What is the difference between Mysql InnoDB B+ tree index and hash index? Why does MongoDB use B-tree?

透明飞起来了發表於2024-04-05

原文:What is the difference between Mysql InnoDB B+ tree index and hash index? Why does MongoDB use B-tree? | by Mina Ayoub | Medium

The most important difference between B-tree and B+ tree is that B+ tree only has leaf nodes to store data, and other nodes are used for indexing, while B-trees have Data fields for each index node.

B+ tree

The B+ tree is a balanced lookup tree (not a binary tree) designed for disks and other storage aids. In the B+ tree, all recorded nodes are stored in the leaf nodes of the same layer in order of size, and each leaf node is connected by a pointer.

The B+ tree index in the database is divided into a clustered index and a secondary index. The commonality of the two indexes is that the internal B+ tree is balanced, and the leaf nodes store all the data. The difference is whether the leaf node stores an entire row of data.

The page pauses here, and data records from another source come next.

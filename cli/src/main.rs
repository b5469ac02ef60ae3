mod bootstrap;
mod cli;
mod commands;

use anyhow::Result;
use clap::Parser;
use tracing_subscriber::EnvFilter;

#[tokio::main]
async fn main() -> Result<()> {
    dotenvy::dotenv().ok();

    tracing_subscriber::fmt()
        .with_env_filter(
            EnvFilter::try_from_default_env().unwrap_or_else(|_| EnvFilter::new("warn")),
        )
        .with_writer(std::io::stderr)
        .init();

    let cli = cli::Cli::parse();
    commands::run_command(cli).await
}
use clap::{Args, Parser, Subcommand};
use cloud_config::Serializer;
use std::path::PathBuf;

#[derive(Parser, Debug)]
#[command(
    name = "cloud-config",
    about = "Read and write a configuration document kept in object storage",
    version
)]
pub struct Cli {
    #[command(subcommand)]
    pub command: Command,

    /// Local ini file supplying `bucket_name` and `config_name`
    #[arg(long, global = true, env = "CLOUD_CONFIG_FILE", default_value = "cloudconfig.ini")]
    pub config_file: PathBuf,

    /// Bucket holding the document (overrides the ini file)
    #[arg(long, global = true, env = "CLOUD_CONFIG_BUCKET")]
    pub bucket: Option<String>,

    /// Name of the document (overrides the ini file)
    #[arg(long, global = true, env = "CLOUD_CONFIG_NAME")]
    pub document: Option<String>,

    /// Encoding of the document: yaml or json
    #[arg(long, global = true, default_value = "yaml")]
    pub format: Serializer,
}

#[derive(Subcommand, Debug)]
pub enum Command {
    /// Print the values at one or more dotted key paths
    Get(GetArgs),
    /// Set the value at a dotted key path and save the document
    Set(SetArgs),
    /// Print the whole document
    Show,
}

#[derive(Args, Debug)]
pub struct GetArgs {
    /// Key paths such as `database.host`
    #[arg(required = true)]
    pub paths: Vec<String>,
}

#[derive(Args, Debug)]
pub struct SetArgs {
    /// Key path such as `database.port`
    pub path: String,
    /// Value, parsed as YAML (`5432`, `true`, `[a, b]`); anything else is a string
    pub value: String,
    /// Store the value verbatim as a string, without YAML parsing
    #[arg(long)]
    pub string: bool,
}
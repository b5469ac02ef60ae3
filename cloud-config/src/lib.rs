//! Hierarchical configuration documents persisted in remote object storage.
//!
//! [`RemoteConfigStore`] loads one document through an [`ObjectClient`],
//! exposes it as a flat mapping or as a [`ConfigOption`] tree and writes it
//! back with [`RemoteConfigStore::save`].

pub mod backend;
pub mod config;
pub mod error;
pub mod option;
pub mod serializer;
pub mod store;
pub mod traits;


pub use backend::ObjectStoreClient;
pub use config::StorageConfig;
pub use error::StoreError;
pub use option::{ConfigOption, ParentRef};
pub use serializer::Serializer;
pub use shared_types::{ConfigMap, DocumentKey};
pub use store::{RemoteConfigStore, StoreConfig};
pub use traits::ObjectClient;
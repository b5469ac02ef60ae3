//! A configuration document kept in remote object storage.

use anyhow::Result;
use bytes::Bytes;
use serde_json::Value;
use shared_types::{ConfigMap, DocumentKey};
use std::sync::Arc;
use tracing::{debug, error, info, instrument};

use crate::error::StoreError;
use crate::option::ConfigOption;
use crate::serializer::Serializer;
use crate::traits::ObjectClient;

/// Which document a [`RemoteConfigStore`] manages and how it is encoded.
#[derive(Debug, Clone, PartialEq, Eq)]
pub struct StoreConfig {
    pub key: DocumentKey,
    pub serializer: Serializer,
}

impl StoreConfig {
    pub fn new(container: impl Into<String>, document: impl Into<String>) -> Self {
        Self {
            key: DocumentKey::new(container, document),
            serializer: Serializer::default(),
        }
    }

    #[must_use]
    pub fn with_serializer(mut self, serializer: Serializer) -> Self {
        self.serializer = serializer;
        self
    }
}

/// In-memory copy of one remote configuration document.
///
/// [`RemoteConfigStore::save`] writes the whole document back without any
/// conflict detection: if another process saved in between, its changes are
/// overwritten.
pub struct RemoteConfigStore {
    client: Arc<dyn ObjectClient>,
    key: DocumentKey,
    serializer: Serializer,
    data: ConfigMap,
}

impl RemoteConfigStore {
    /// Validate that the container exists, then load the document.
    ///
    /// A missing document is not an error; the store starts out empty.
    #[instrument(skip(client, config), fields(key = %config.key))]
    pub async fn open(client: Arc<dyn ObjectClient>, config: StoreConfig) -> Result<Self> {
        let mut store = Self {
            client,
            key: config.key,
            serializer: config.serializer,
            data: ConfigMap::new(),
        };

        store.validate_container().await?;
        store.load().await?;

        debug!(
            container = %store.key.container,
            document = %store.key.document,
            serializer = %store.serializer,
            "Created remote config store"
        );
        Ok(store)
    }

    pub async fn validate_container(&self) -> Result<()> {
        let container = &self.key.container;
        match self.client.container_exists(container).await {
            Ok(true) => Ok(()),
            Ok(false) => {
                let err = StoreError::ContainerNotFound {
                    container: container.clone(),
                };
                error!(%container, "Could not find container: {err}");
                Err(err.into())
            }
            Err(e) => {
                error!(%container, error = ?e, "Error trying to validate container");
                Err(e)
            }
        }
    }

    /// Replace the in-memory data with the remote document.
    #[instrument(skip(self), fields(key = %self.key))]
    pub async fn load(&mut self) -> Result<()> {
        let exists = self
            .client
            .document_exists(&self.key)
            .await
            .inspect_err(|e| error!(error = ?e, "Error checking remote config"))?;

        if !exists {
            info!("Remote config document not found, starting with empty data");
            self.data = ConfigMap::new();
            return Ok(());
        }

        let body = self
            .client
            .download(&self.key)
            .await
            .inspect_err(|e| error!(error = ?e, "Error reading remote config"))?;
        let text = std::str::from_utf8(&body).map_err(|e| {
            StoreError::Serialization(format!("document is not valid UTF-8: {e}"))
        })?;

        self.data = self.serializer.deserialize(Some(text))?;
        debug!(entries = self.data.len(), "Loaded remote config");
        Ok(())
    }

    /// Serialize the current data and overwrite the remote document.
    #[instrument(skip(self), fields(key = %self.key))]
    pub async fn save(&self) -> Result<()> {
        let text = self.serializer.serialize(&self.data)?;
        self.client
            .upload(&self.key, Bytes::from(text.into_bytes()))
            .await
            .inspect_err(|e| error!(error = ?e, "Error writing remote config"))?;

        info!(entries = self.data.len(), "Saved remote config");
        Ok(())
    }

    pub fn get(&self, key: &str) -> Option<&Value> {
        self.data.get(key)
    }

    /// Walk nested mappings one key at a time.
    ///
    /// Returns `Ok(None)` as soon as a level is missing or is not a mapping.
    /// An empty `keys` slice is rejected with [`StoreError::EmptyPath`].
    pub fn get_path<K: AsRef<str>>(&self, keys: &[K]) -> Result<Option<&Value>> {
        let Some((first, rest)) = keys.split_first() else {
            return Err(StoreError::EmptyPath.into());
        };

        let first: &str = first.as_ref();
        let found = rest.iter().try_fold(self.data.get(first), |current, key| {
            let key: &str = key.as_ref();
            current.and_then(Value::as_object).map(|map| map.get(key))
        });
        Ok(found.flatten())
    }

    /// Set a top-level key, returning the previous value.
    pub fn set(&mut self, key: impl Into<String>, value: impl Into<Value>) -> Option<Value> {
        self.data.insert(key.into(), value.into())
    }

    /// Set a nested key, creating intermediate mappings as needed.
    ///
    /// An intermediate value that is not a mapping is replaced by one.
    pub fn set_path<K: AsRef<str>>(&mut self, keys: &[K], value: impl Into<Value>) -> Result<()> {
        let Some((first, rest)) = keys.split_first() else {
            return Err(StoreError::EmptyPath.into());
        };
        insert_at(&mut self.data, first.as_ref(), rest, value.into());
        Ok(())
    }

    pub fn remove(&mut self, key: &str) -> Option<Value> {
        self.data.remove(key)
    }

    pub fn data(&self) -> &ConfigMap {
        &self.data
    }

    pub fn data_mut(&mut self) -> &mut ConfigMap {
        &mut self.data
    }

    pub fn replace_data(&mut self, data: ConfigMap) {
        self.data = data;
    }

    /// Wrap the current data into an option tree.
    pub fn options(&self) -> ConfigOption {
        ConfigOption::from_map(&self.data)
    }

    /// Replace the current data with the flattened contents of `tree`.
    pub fn apply_options(&mut self, tree: &ConfigOption) {
        self.data = tree.to_map();
    }

    pub fn key(&self) -> &DocumentKey {
        &self.key
    }

    pub fn serializer(&self) -> Serializer {
        self.serializer
    }
}

fn insert_at<K: AsRef<str>>(map: &mut ConfigMap, key: &str, rest: &[K], value: Value) {
    match rest.split_first() {
        None => {
            map.insert(key.to_string(), value);
        }
        Some((next, rest)) => {
            let slot = map
                .entry(key)
                .or_insert_with(|| Value::Object(ConfigMap::new()));
            if !slot.is_object() {
                *slot = Value::Object(ConfigMap::new());
            }
            if let Value::Object(nested) = slot {
                insert_at(nested, next.as_ref(), rest, value);
            }
        }
    }
}
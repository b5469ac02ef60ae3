use anyhow::Result;
use cloud_config::{ObjectStoreClient, RemoteConfigStore, StorageConfig, StoreConfig};
use std::sync::Arc;

#[tokio::main]
async fn main() -> Result<()> {
    tracing_subscriber::fmt::init();

    // Containers are directories below the storage path
    let storage_path = std::env::var("STORAGE_PATH").unwrap_or_else(|_| "./data".to_string());
    println!("Using storage path: {}", storage_path);
    std::fs::create_dir_all(std::path::Path::new(&storage_path).join("demo-bucket"))?;

    let client = Arc::new(ObjectStoreClient::from_config(StorageConfig::local(
        storage_path,
    )));
    let mut store =
        RemoteConfigStore::open(client.clone(), StoreConfig::new("demo-bucket", "app.yml")).await?;
    println!("Loaded {} top-level keys", store.data().len());

    // Build up nested settings through the option tree
    let mut tree = store.options();
    tree["database"].set("host", "db.example.com");
    tree["database"].set("port", 5432);
    tree["features"].set("dark_mode", true);
    store.apply_options(&tree);
    store.save().await?;
    println!("Saved configuration to {}", store.key());

    // Read it back
    let reopened = RemoteConfigStore::open(client, StoreConfig::new("demo-bucket", "app.yml")).await?;
    println!(
        "database.host = {:?}",
        reopened.get_path(&["database", "host"])?
    );
    println!(
        "features.missing = {:?}",
        reopened.get_path(&["features", "missing"])?
    );

    Ok(())
}
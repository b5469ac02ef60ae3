//! Hierarchical, mutable view over configuration data.
//!
//! A [`ConfigOption`] holds an optional scalar value and any number of named
//! children at the same time. Children are owned by their parent's map; the
//! upward link is the parent's key path, never a pointer.

use serde_json::Value;
use shared_types::ConfigMap;
use std::collections::btree_map::Entry;
use std::collections::BTreeMap;
use std::ops::{Index, IndexMut};

/// The owner of a [`ConfigOption`].
#[derive(Debug, Clone, PartialEq, Eq)]
pub enum ParentRef {
    /// Attached directly to a configuration store.
    Root,
    /// Child of another option, identified by that option's key path.
    Node(Vec<String>),
}

/// A node in a configuration tree.
///
/// Indexing with `tree["key"]` in a mutable context creates the child when it
/// is missing, so `tree["db"].set("host", "localhost")` works on an empty
/// tree. [`ConfigOption::get`] never creates anything.
///
/// The parent link and key of a child are rewritten whenever it is reached
/// through [`ConfigOption::entry`], [`ConfigOption::get_mut`],
/// [`ConfigOption::insert`] or mutable indexing. A node assigned in place with
/// `tree["a"] = node` picks up its position on the next such access; use
/// [`ConfigOption::insert`] to attach a subtree and relink it immediately.
#[derive(Debug, Clone, PartialEq)]
pub struct ConfigOption {
    parent: ParentRef,
    key: Option<String>,
    value: Option<Value>,
    children: BTreeMap<String, ConfigOption>,
}

// Returned when a missing key is read through a shared reference.
static EMPTY: ConfigOption = ConfigOption {
    parent: ParentRef::Root,
    key: None,
    value: None,
    children: BTreeMap::new(),
};

impl ConfigOption {
    /// Create an option owned by `parent`. A `null` value is treated as unset.
    pub fn new(parent: ParentRef, value: Option<Value>) -> Self {
        Self {
            parent,
            key: None,
            value: value.filter(|v| !v.is_null()),
            children: BTreeMap::new(),
        }
    }

    /// Create an empty option attached directly to a store.
    pub fn root() -> Self {
        Self::new(ParentRef::Root, None)
    }

    /// Wrap a mapping into a tree. Nested mappings become children, every
    /// other value is stored on the node for its key.
    pub fn from_map(map: &ConfigMap) -> Self {
        let mut root = Self::root();
        root.extend_from_map(map);
        root
    }

    fn child(&self, key: &str, value: Option<Value>) -> Self {
        Self {
            parent: ParentRef::Node(self.path()),
            key: Some(key.to_string()),
            value: value.filter(|v| !v.is_null()),
            children: BTreeMap::new(),
        }
    }

    // Rewrite the position of this node and, if it moved, of every descendant.
    fn relink(&mut self, parent: ParentRef, key: &str) {
        if self.parent == parent && self.key.as_deref() == Some(key) {
            return;
        }
        self.parent = parent;
        self.key = Some(key.to_string());
        let path = self.path();
        for (child_key, child) in &mut self.children {
            child.relink(ParentRef::Node(path.clone()), child_key);
        }
    }

    fn extend_from_map(&mut self, map: &ConfigMap) {
        for (key, value) in map {
            let mut node = self.child(key, None);
            match value {
                Value::Object(nested) if !nested.is_empty() => node.extend_from_map(nested),
                Value::Null => {}
                other => node.value = Some(other.clone()),
            }
            self.children.insert(key.clone(), node);
        }
    }

    pub fn parent(&self) -> &ParentRef {
        &self.parent
    }

    /// Key this option is stored under in its parent, if it has one.
    pub fn key(&self) -> Option<&str> {
        self.key.as_deref()
    }

    /// Full key path from the tree root to this option.
    pub fn path(&self) -> Vec<String> {
        let mut path = match &self.parent {
            ParentRef::Root => Vec::new(),
            ParentRef::Node(parent_path) => parent_path.clone(),
        };
        path.extend(self.key.iter().cloned());
        path
    }

    pub fn value(&self) -> Option<&Value> {
        self.value.as_ref()
    }

    pub fn set_value(&mut self, value: impl Into<Value>) {
        self.value = Some(value.into()).filter(|v| !v.is_null());
    }

    pub fn take_value(&mut self) -> Option<Value> {
        self.value.take()
    }

    pub fn children(&self) -> &BTreeMap<String, ConfigOption> {
        &self.children
    }

    /// Look up a direct child without creating it.
    pub fn get(&self, key: &str) -> Option<&ConfigOption> {
        self.children.get(key)
    }

    pub fn get_mut(&mut self, key: &str) -> Option<&mut ConfigOption> {
        let parent = ParentRef::Node(self.path());
        let child = self.children.get_mut(key)?;
        child.relink(parent, key);
        Some(child)
    }

    /// Follow `keys` one level at a time, stopping at the first missing child.
    pub fn lookup(&self, keys: &[&str]) -> Option<&ConfigOption> {
        keys.iter().try_fold(self, |node, key| node.get(key))
    }

    /// Return the child at `key`, inserting an empty one if it is missing.
    pub fn entry(&mut self, key: &str) -> &mut ConfigOption {
        let parent = ParentRef::Node(self.path());
        let child = self
            .children
            .entry(key.to_string())
            .or_insert_with(Self::root);
        child.relink(parent, key);
        child
    }

    /// Replace the child at `key` with a fresh option holding `value`.
    ///
    /// Any children of the replaced option are discarded.
    pub fn set(&mut self, key: &str, value: impl Into<Value>) -> &mut ConfigOption {
        let node = self.child(key, Some(value.into()));
        self.insert(key, node)
    }

    /// Attach `node` as the child at `key`, replacing any existing child.
    ///
    /// The parent link and key of `node` and all of its descendants are
    /// rewritten to its new position, so a subtree cloned from elsewhere
    /// reports correct paths.
    pub fn insert(&mut self, key: &str, mut node: ConfigOption) -> &mut ConfigOption {
        node.relink(ParentRef::Node(self.path()), key);
        match self.children.entry(key.to_string()) {
            Entry::Occupied(mut slot) => {
                slot.insert(node);
                slot.into_mut()
            }
            Entry::Vacant(slot) => slot.insert(node),
        }
    }

    pub fn remove(&mut self, key: &str) -> Option<ConfigOption> {
        self.children.remove(key)
    }

    pub fn contains_key(&self, key: &str) -> bool {
        self.children.contains_key(key)
    }

    pub fn len(&self) -> usize {
        self.children.len()
    }

    /// True when the option has no children. Its value is not considered.
    pub fn is_empty(&self) -> bool {
        self.children.is_empty()
    }

    /// Flatten the subtree into a plain value.
    ///
    /// An option with children becomes a mapping of those children and its
    /// own value is dropped. Otherwise the value is returned, or `null`.
    pub fn to_value(&self) -> Value {
        if self.children.is_empty() {
            self.value.clone().unwrap_or(Value::Null)
        } else {
            Value::Object(self.to_map())
        }
    }

    /// Flatten the children into a mapping, ignoring this option's value.
    pub fn to_map(&self) -> ConfigMap {
        self.children
            .iter()
            .map(|(key, child)| (key.clone(), child.to_value()))
            .collect()
    }
}

impl Default for ConfigOption {
    fn default() -> Self {
        Self::root()
    }
}

impl From<&ConfigMap> for ConfigOption {
    fn from(map: &ConfigMap) -> Self {
        Self::from_map(map)
    }
}

impl Index<&str> for ConfigOption {
    type Output = ConfigOption;

    /// Shared access cannot insert; a missing key yields an empty option.
    fn index(&self, key: &str) -> &Self::Output {
        self.get(key).unwrap_or(&EMPTY)
    }
}

impl IndexMut<&str> for ConfigOption {
    fn index_mut(&mut self, key: &str) -> &mut Self::Output {
        self.entry(key)
    }
}

#[cfg(test)]
mod tests {
    use super::*;
    use serde_json::json;

    fn map(value: Value) -> ConfigMap {
        match value {
            Value::Object(map) => map,
            _ => panic!("test fixture must be a mapping"),
        }
    }

    #[test]
    fn test_create_top_level() {
        let opt = ConfigOption::root();
        assert!(opt.children().is_empty());
        assert_eq!(opt.parent(), &ParentRef::Root);
        assert!(opt.value().is_none());
        assert!(opt.path().is_empty());
    }

    #[test]
    fn test_create_with_value() {
        let opt = ConfigOption::new(ParentRef::Root, Some(json!("foo")));
        assert!(opt.children().is_empty());
        assert_eq!(opt.value(), Some(&json!("foo")));
    }

    #[test]
    fn test_null_value_is_unset() {
        let opt = ConfigOption::new(ParentRef::Root, Some(Value::Null));
        assert!(opt.value().is_none());
    }

    #[test]
    fn test_create_child_of_option() {
        let mut parent = ConfigOption::root();
        let child = parent.entry("db");
        assert_eq!(child.parent(), &ParentRef::Node(vec![]));
        assert_eq!(child.key(), Some("db"));
        assert!(child.value().is_none());

        let grandchild = child.entry("host");
        assert_eq!(grandchild.parent(), &ParentRef::Node(vec!["db".to_string()]));
        assert_eq!(grandchild.path(), vec!["db".to_string(), "host".to_string()]);
    }

    #[test]
    fn test_get_missing_does_not_insert() {
        let root = ConfigOption::root();
        assert!(root.get("missing").is_none());
        assert!(root.children().is_empty());
    }

    #[test]
    fn test_shared_index_missing_does_not_insert() {
        let root = ConfigOption::root();
        let node = &root["missing"];
        assert!(node.value().is_none());
        assert!(node.is_empty());
        assert!(root.children().is_empty());
    }

    #[test]
    fn test_mutable_index_missing_creates_child() {
        let mut root = ConfigOption::root();
        let node = &mut root["missing"];
        assert!(node.value().is_none());
        assert!(root.contains_key("missing"));
    }

    #[test]
    fn test_index_existing_returns_child_unchanged() {
        let mut root = ConfigOption::root();
        root.set("foo", "bar");
        root["foo"].set("nested", 1);

        assert_eq!(root["foo"].value(), Some(&json!("bar")));
        assert_eq!(root["foo"]["nested"].value(), Some(&json!(1)));
        assert_eq!(root.len(), 1);
    }

    #[test]
    fn test_set_nested_creates_intermediate_options() {
        let mut root = ConfigOption::root();
        root["a"].set("b", "v");

        assert_eq!(root["a"]["b"].value(), Some(&json!("v")));
        let a = &root.children()["a"];
        assert!(a.value().is_none());
        assert!(a.contains_key("b"));
    }

    #[test]
    fn test_set_replaces_subtree() {
        let mut root = ConfigOption::root();
        root["db"].set("host", "localhost");
        root["db"].set("port", 5432);

        root.set("db", "sqlite://memory");

        assert_eq!(root["db"].value(), Some(&json!("sqlite://memory")));
        assert!(root["db"].is_empty());
    }

    #[test]
    fn test_value_and_children_coexist() {
        let mut root = ConfigOption::root();
        root.set("feature", true);
        root["feature"].set("rollout", 0.5);

        let feature = &root["feature"];
        assert_eq!(feature.value(), Some(&json!(true)));
        assert_eq!(feature["rollout"].value(), Some(&json!(0.5)));
    }

    #[test]
    fn test_lookup_chains_get() {
        let mut root = ConfigOption::root();
        root["a"]["b"].set("c", 3);

        assert_eq!(root.lookup(&["a", "b", "c"]).and_then(ConfigOption::value), Some(&json!(3)));
        assert!(root.lookup(&["a", "x", "c"]).is_none());
        assert!(!root["a"].contains_key("x"));
    }

    #[test]
    fn test_from_map_and_back() {
        let data = map(json!({
            "name": "svc",
            "empty": {},
            "tags": ["x", "y"],
            "db": {"host": "h", "pool": {"size": 4}}
        }));

        let tree = ConfigOption::from_map(&data);
        assert_eq!(tree["db"]["pool"]["size"].value(), Some(&json!(4)));
        assert_eq!(tree["db"]["pool"].path(), vec!["db".to_string(), "pool".to_string()]);
        assert_eq!(tree["tags"].value(), Some(&json!(["x", "y"])));
        assert_eq!(tree.to_map(), data);
    }

    #[test]
    fn test_to_value_prefers_children() {
        let mut root = ConfigOption::root();
        root.set("a", 1);
        root["a"].set("b", 2);
        root.entry("unset");

        assert_eq!(
            Value::Object(root.to_map()),
            json!({"a": {"b": 2}, "unset": null})
        );
    }

    #[test]
    fn test_assigned_node_is_relinked_on_next_access() {
        let mut root = ConfigOption::root();
        root["a"] = ConfigOption::new(ParentRef::Root, Some(json!(1)));
        root["a"].entry("b");

        assert_eq!(root["a"].parent(), &ParentRef::Node(vec![]));
        assert_eq!(root["a"].path(), vec!["a".to_string()]);
        assert_eq!(root["a"]["b"].path(), vec!["a".to_string(), "b".to_string()]);
        assert_eq!(root["a"].value(), Some(&json!(1)));
    }

    #[test]
    fn test_assigned_subtree_is_relinked_through_get_mut() {
        let mut subtree = ConfigOption::root();
        subtree["b"].set("c", 3);

        let mut root = ConfigOption::root();
        root["a"] = subtree;
        let a = root.get_mut("a").unwrap();
        assert_eq!(a.path(), vec!["a".to_string()]);
        assert_eq!(
            a["b"]["c"].path(),
            vec!["a".to_string(), "b".to_string(), "c".to_string()]
        );
    }

    #[test]
    fn test_insert_relinks_whole_subtree() {
        let mut subtree = ConfigOption::new(ParentRef::Root, Some(json!("v")));
        subtree["b"].set("c", 3);

        let mut root = ConfigOption::root();
        root["x"].insert("a", subtree);

        let b = &root["x"]["a"]["b"];
        assert_eq!(b.parent(), &ParentRef::Node(vec!["x".to_string(), "a".to_string()]));
        assert_eq!(
            b["c"].path(),
            vec!["x".to_string(), "a".to_string(), "b".to_string(), "c".to_string()]
        );
        assert_eq!(root["x"]["a"].value(), Some(&json!("v")));
    }

    #[test]
    fn test_inserted_clone_takes_new_path() {
        let mut root = ConfigOption::root();
        root["db"].set("host", "localhost");

        let copy = root["db"].clone();
        root.insert("replica", copy);

        assert_eq!(
            root["replica"]["host"].path(),
            vec!["replica".to_string(), "host".to_string()]
        );
        assert_eq!(root["db"]["host"].path(), vec!["db".to_string(), "host".to_string()]);
        assert_eq!(root["replica"]["host"].value(), Some(&json!("localhost")));
    }

    #[test]
    fn test_remove_child() {
        let mut root = ConfigOption::root();
        root.set("a", 1);
        let removed = root.remove("a").unwrap();
        assert_eq!(removed.value(), Some(&json!(1)));
        assert!(root.is_empty());
    }
}
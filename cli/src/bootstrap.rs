//! Resolves which document to open: command line first, then the local ini
//! file, then an interactive prompt.

use anyhow::{bail, Context, Result};
use ini::Ini;
use shared_types::DocumentKey;
use std::io::{BufRead, Write};
use std::path::Path;
use tracing::debug;

const SECTION: &str = "cloudconfig";

/// Values read from the local ini file. Either may be missing.
#[derive(Debug, Default, PartialEq, Eq)]
pub struct LocalSettings {
    pub bucket_name: Option<String>,
    pub config_name: Option<String>,
}

impl LocalSettings {
    /// Read `bucket_name` and `config_name` from the `[cloudconfig]` section,
    /// falling back to keys outside any section. A missing file is empty.
    pub fn load(path: &Path) -> Result<Self> {
        if !path.exists() {
            debug!(path = %path.display(), "No local config file");
            return Ok(Self::default());
        }

        let ini = Ini::load_from_file(path)
            .with_context(|| format!("Failed to read {}", path.display()))?;
        let lookup = |key: &str| {
            ini.get_from(Some(SECTION), key)
                .or_else(|| ini.general_section().get(key))
                .map(str::trim)
                .filter(|value| !value.is_empty())
                .map(str::to_string)
        };

        Ok(Self {
            bucket_name: lookup("bucket_name"),
            config_name: lookup("config_name"),
        })
    }
}

/// Ask for a value on `output` and read one line from `input`.
pub fn prompt<R: BufRead, W: Write>(input: &mut R, output: &mut W, label: &str) -> Result<String> {
    write!(output, "{label}: ")?;
    output.flush()?;

    let mut line = String::new();
    if input.read_line(&mut line)? == 0 {
        bail!("No input given for {label}");
    }
    let value = line.trim();
    if value.is_empty() {
        bail!("{label} is required");
    }
    Ok(value.to_string())
}

pub fn resolve_document<R: BufRead, W: Write>(
    bucket: Option<String>,
    document: Option<String>,
    settings: LocalSettings,
    input: &mut R,
    output: &mut W,
) -> Result<DocumentKey> {
    let bucket_name = match bucket.or(settings.bucket_name) {
        Some(name) => name,
        None => prompt(input, output, "Bucket name")?,
    };
    let config_name = match document.or(settings.config_name) {
        Some(name) => name,
        None => prompt(input, output, "Config name")?,
    };
    Ok(DocumentKey::new(bucket_name, config_name))
}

The B+ tree has the following characteristics :

  • The B+ tree can contain more nodes per node for two reasons, one is to reduce the height of the tree. The other is to change the data range into multiple intervals. The more the interval, the faster the data retrieval.
  • Each node no longer just stores a key, it can store multiple keys.
  • Non-leaf nodes store keys, and leaf nodes store keys and data.
  • The leaf nodes are linked to each other by two or two pointers, and the sequential query performance is higher.

Popular speaking

  • The non-leaf nodes of the B+ tree only store keys, occupying a very small space, so the data range that each layer of nodes can index is much wider. In other words, more data can be searched for each IO operation.
  • The leaf nodes are connected in pairs, which conforms to the read-ahead characteristics of the disk. For example, the leaf node stores 50 and 55, which has a pointer to the leaf nodes 60 and 62. When we read the data corresponding to 50 and 55 from the disk, due to the read-ahead characteristics of the disk, we will put 60 and 62 by the way. The corresponding data is read out. This time is a sequential read, not a disk seek, speeding up.
  • Support range query, and partial range query is very efficient, each node can index a larger and more accurate range, which means that the B+ tree single disk IO information is larger than the B-tree, and the I/O efficiency is higher.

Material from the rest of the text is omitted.